▸ Task details:
Given the entries that follow, write out exactly the lines starting at the one containing "use super::*;" and ending at the one containing "impl Component for Velocity", both ends included, and only those.

▸ Supplied records:
#[cfg(test)]
mod tests {
    use std::{
        sync::{
            Arc,
            atomic::{AtomicUsize, Ordering},
        },
        thread,
    };

    use bytemuck::{Pod, Zeroable};

    use super::*;

    #[derive(Debug, Clone, Copy, Default, PartialEq, Pod, Zeroable)]
    #[repr(C)]
    struct Position {
        x: f32,
        y: f32,
    }

    impl Component for Position {
        const ID: Id = Id::new(1);
    }

    #[derive(Debug, Clone, Copy, Default, PartialEq, Pod, Zeroable)]
    #[repr(C)]
    struct Velocity {
        dx: f32,
        dy: f32,
    }

    impl Component for Velocity {
        const ID: Id = Id::new(2);
    }

    #[derive(Debug, Clone, Copy, Default, PartialEq, Pod, Zeroable)]
    #[repr(C)]
    struct Jump {
        height: f32,
    }

    impl Action for Jump {
        const ID: Id = Id::new(1);
    }

    #[derive(Debug, Clone, Copy, Default, PartialEq, Pod, Zeroable)]
    #[repr(C)]
    struct Unmarked {
        value: u32,
    }

    #[derive(Debug, Clone, Copy, Default, PartialEq, Pod, Zeroable)]
    #[repr(C)]
    struct Nameless {
        value: u32,
    }

    /// Catalog wrapper counting how many scans hit it.
    #[derive(Clone)]
    struct Counting {
        inner: StaticCatalog,
        scans: Arc<AtomicUsize>,
    }

    impl Catalog for Counting {
        fn registrations(&self) -> Box<dyn Iterator<Item = &Registration> + '_> {
            self.scans.fetch_add(1, Ordering::Relaxed);
            self.inner.registrations()
        }
    }

    fn catalog() -> StaticCatalog {
        StaticCatalog::new()
            .with(Registration::component::<Position>())
            .with(Registration::component::<Velocity>())
            .with(Registration::action::<Jump>())
            .with(Registration::plain::<Unmarked>().with_id(Id::new(40)))
            .with(Registration::plain::<Nameless>().with_marker(Kind::Component))
    }

    fn counted() -> (TypeRegistry, Arc<AtomicUsize>) {
        let scans = Arc::new(AtomicUsize::new(0));
        let registry = TypeRegistry::with_catalog(Counting {
            inner: catalog(),
            scans: Arc::clone(&scans),
        });
        (registry, scans)
    }

    // ==================== Resolution ====================

    #[test]
    fn resolve_component() {
        // Given
        let registry = TypeRegistry::with_catalog(catalog());

        // When
        let descriptor = registry.resolve_component(Id::new(2)).unwrap();

        // Then
        assert_eq!(descriptor.id(), Id::new(2));
        assert_eq!(descriptor.kind(), Kind::Component);
        assert_eq!(descriptor.handle(), TypeHandle::of::<Velocity>());
        assert_eq!(descriptor.size(), std::mem::size_of::<Velocity>());
    }

    #[test]
    fn component_and_action_ids_are_separate_namespaces() {
        // Given
        let registry = TypeRegistry::with_catalog(catalog());

        // When
        let component = registry.resolve_component(Id::new(1)).unwrap();
        let action = registry.resolve_action(Id::new(1)).unwrap();

        // Then
        assert_eq!(component.handle(), TypeHandle::of::<Position>());
        assert_eq!(action.handle(), TypeHandle::of::<Jump>());
        assert_eq!(registry.len(), 2);
    }

    #[test]
    fn resolve_unknown_id_is_none() {
        // Given
        let registry = TypeRegistry::with_catalog(catalog());

        // Then
        assert!(registry.resolve_component(Id::new(99)).is_none());
        assert!(registry.is_empty());
        assert_eq!(
            registry.try_resolve(Id::new(99), Kind::Action),
            Err(Error::NotFound {
                kind: Kind::Action,
                id: Id::new(99)
            })
        );
    }

    #[test]
    fn resolve_ignores_types_without_the_marker() {
        // Given - Unmarked declares id 40 but no capability marker
        let registry = TypeRegistry::with_catalog(catalog());

        // Then
        assert!(registry.resolve_component(Id::new(40)).is_none());
        assert!(registry.resolve_action(Id::new(40)).is_none());
    }

    #[test]
    fn resolve_is_cached() {
        // Given
        let (registry, scans) = counted();

        // When
        let first = registry.resolve_component(Id::new(1)).unwrap();
        let second = registry.resolve_component(Id::new(1)).unwrap();

        // Then
        assert_eq!(first, second);
        assert_eq!(scans.load(Ordering::Relaxed), 1);
    }

    #[test]
    fn misses_are_not_cached() {
        // Given
        let (registry, scans) = counted();

        // When
        registry.resolve_component(Id::new(99));
        registry.resolve_component(Id::new(99));

        // Then
        assert_eq!(scans.load(Ordering::Relaxed), 2);
        assert!(registry.is_empty());
    }

    #[test]
    fn clear_cache_forces_rediscovery() {
        // Given
        let (registry, scans) = counted();
        let held = registry.resolve_component(Id::new(2)).unwrap();

        // When
        registry.clear_cache();

        // Then
        assert!(registry.is_empty());
        let again = registry.resolve_component(Id::new(2)).unwrap();
        assert_eq!(scans.load(Ordering::Relaxed), 2);
        assert_eq!(held, again);
        assert_eq!(held.handle(), TypeHandle::of::<Velocity>());
    }

    #[test]
    fn resolve_components_in_set() {
        // Given
        let registry = TypeRegistry::with_catalog(catalog());

        // When
        let resolved = registry
            .resolve_components(&IdSet::new([Id::new(2), Id::new(1)]))
            .unwrap();
        let missing = registry.resolve_components(&IdSet::new([Id::new(1), Id::new(7)]));

        // Then
        assert_eq!(resolved[0].handle(), TypeHandle::of::<Position>());
        assert_eq!(resolved[1].handle(), TypeHandle::of::<Velocity>());
        assert_eq!(
            missing,
            Err(Error::NotFound {
                kind: Kind::Component,
                id: Id::new(7)
            })
        );
    }

    // ==================== Reverse Resolution ====================

    #[test]
    fn reverse_resolve_round_trip() {
        // Given
        let registry = TypeRegistry::with_catalog(catalog());

        for (id, kind) in [
            (Id::new(1), Kind::Component),
            (Id::new(2), Kind::Component),
            (Id::new(1), Kind::Action),
        ] {
            // When
            let descriptor = registry.resolve(id, kind).unwrap();

            // Then
            assert_eq!(registry.reverse_resolve(descriptor.handle(), kind), Ok(id));
        }
    }

    #[test]
    fn reverse_resolve_component_caches_descriptor() {
        // Given
        let (registry, scans) = counted();

        // When
        registry
            .reverse_resolve(TypeHandle::of::<Velocity>(), Kind::Component)
            .unwrap();
        let before = scans.load(Ordering::Relaxed);
        registry.resolve_component(Id::new(2)).unwrap();

        // Then
        assert_eq!(scans.load(Ordering::Relaxed), before);
    }

    #[test]
    fn reverse_resolve_component_requires_marker() {
        // Given
        let registry = TypeRegistry::with_catalog(catalog());

        // When
        let unmarked = registry.reverse_resolve(TypeHandle::of::<Unmarked>(), Kind::Component);
        let unknown = registry.reverse_resolve(TypeHandle::of::<u64>(), Kind::Component);
        let action = registry.reverse_resolve(TypeHandle::of::<Jump>(), Kind::Component);

        // Then
        assert!(matches!(unmarked, Err(Error::InvalidType { .. })));
        assert!(matches!(unknown, Err(Error::InvalidType { .. })));
        assert!(matches!(action, Err(Error::InvalidType { .. })));
    }

    #[test]
    fn reverse_resolve_component_requires_id() {
        // Given
        let registry = TypeRegistry::with_catalog(catalog());

        // When
        let result = registry.reverse_resolve(TypeHandle::of::<Nameless>(), Kind::Component);

        // Then
        assert_eq!(
            result,
            Err(Error::MissingIdentifierField {
                kind: Kind::Component,
                name: std::any::type_name::<Nameless>(),
            })
        );
    }

    #[test]
    fn reverse_resolve_action_skips_marker_check() {
        // Given
        let registry = TypeRegistry::with_catalog(catalog());

        // When - Unmarked declares an id but is not an action
        let unmarked = registry.reverse_resolve(TypeHandle::of::<Unmarked>(), Kind::Action);
        let nameless = registry.reverse_resolve(TypeHandle::of::<Nameless>(), Kind::Action);

        // Then
        assert_eq!(unmarked, Ok(Id::new(40)));
        assert!(matches!(
            nameless,
            Err(Error::MissingIdentifierField {
                kind: Kind::Action,
                ..
            })
        ));
        assert!(registry.is_empty());
    }

    #[test]
    fn typed_ids() {
        // Given
        let (registry, scans) = counted();

        // When
        let position = registry.component_id::<Position>();
        let jump = registry.action_id::<Jump>();

        // Then
        assert_eq!(position, Id::new(1));
        assert_eq!(jump, Id::new(1));
        assert_eq!(registry.len(), 1);
        assert_eq!(
            registry.resolve_component(position).map(|d| d.handle()),
            Some(TypeHandle::of::<Position>())
        );
        // One catalog lookup for `component_id`, none for the cached resolve
        assert_eq!(scans.load(Ordering::Relaxed), 1);
    }

    #[test]
    fn component_id_of_unloaded_type_keeps_loaded_type() {
        // Given - a type the catalog does not know, sharing Velocity's id
        #[derive(Debug, Clone, Copy, Default, PartialEq, Pod, Zeroable)]
        #[repr(C)]
        struct Impostor {
            value: u64,
        }

        impl Component for Impostor {
            const ID: Id = Id::new(2);
        }

        let registry = TypeRegistry::with_catalog(catalog());

        // When
        let id = registry.component_id::<Impostor>();

        // Then
        assert_eq!(id, Id::new(2));
        assert!(registry.is_empty());
        assert_eq!(
            registry.resolve_component(id).map(|d| d.handle()),
            Some(TypeHandle::of::<Velocity>())
        );
        assert_eq!(registry.component_id::<Impostor>(), Id::new(2));
        assert_eq!(
            registry.resolve_component(id).map(|d| d.handle()),
            Some(TypeHandle::of::<Velocity>())
        );
    }

    // ==================== Concurrent Resolution ====================

    #[test]
    fn concurrent_resolution_scans_once_per_id() {
        // Given
        let (registry, scans) = counted();
        let registry = Arc::new(registry);

        let handles: Vec<_> = (0..10)
            .map(|i| {
                let registry = Arc::clone(&registry);
                thread::spawn(move || {
                    let id = if i % 2 == 0 { Id::new(1) } else { Id::new(2) };
                    registry.resolve_component(id)
                })
            })
            .collect();

        // When
        let results: Vec<_> = handles.into_iter().map(|h| h.join().unwrap()).collect();

        // Then
        assert!(results.iter().all(Option::is_some));
        assert!(results.iter().step_by(2).all(|r| *r == results[0]));
        assert!(results.iter().skip(1).step_by(2).all(|r| *r == results[1]));
        assert_eq!(scans.load(Ordering::Relaxed), 2);
    }

    #[test]
    fn concurrent_clear_and_resolve() {
        // Given
        let registry = Arc::new(TypeRegistry::with_catalog(catalog()));

        let handles: Vec<_> = (0..8)
            .map(|i| {
                let registry = Arc::clone(&registry);
                thread::spawn(move || {
                    for _ in 0..100 {
                        if i == 0 {
                            registry.clear_cache();
                        } else {
                            assert!(registry.resolve_component(Id::new(2)).is_some());
                        }
                    }
                })
            })
            .collect();

        // Then
        for handle in handles {
            handle.join().unwrap();
        }
    }
}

▸ Exercise output:
    use super::*;

    #[derive(Debug, Clone, Copy, Default, PartialEq, Pod, Zeroable)]
    #[repr(C)]
    struct Position {
        x: f32,
        y: f32,
    }

    impl Component for Position {
        const ID: Id = Id::new(1);
    }

    #[derive(Debug, Clone, Copy, Default, PartialEq, Pod, Zeroable)]
    #[repr(C)]
    struct Velocity {
        dx: f32,
        dy: f32,
    }

    impl Component for Velocity {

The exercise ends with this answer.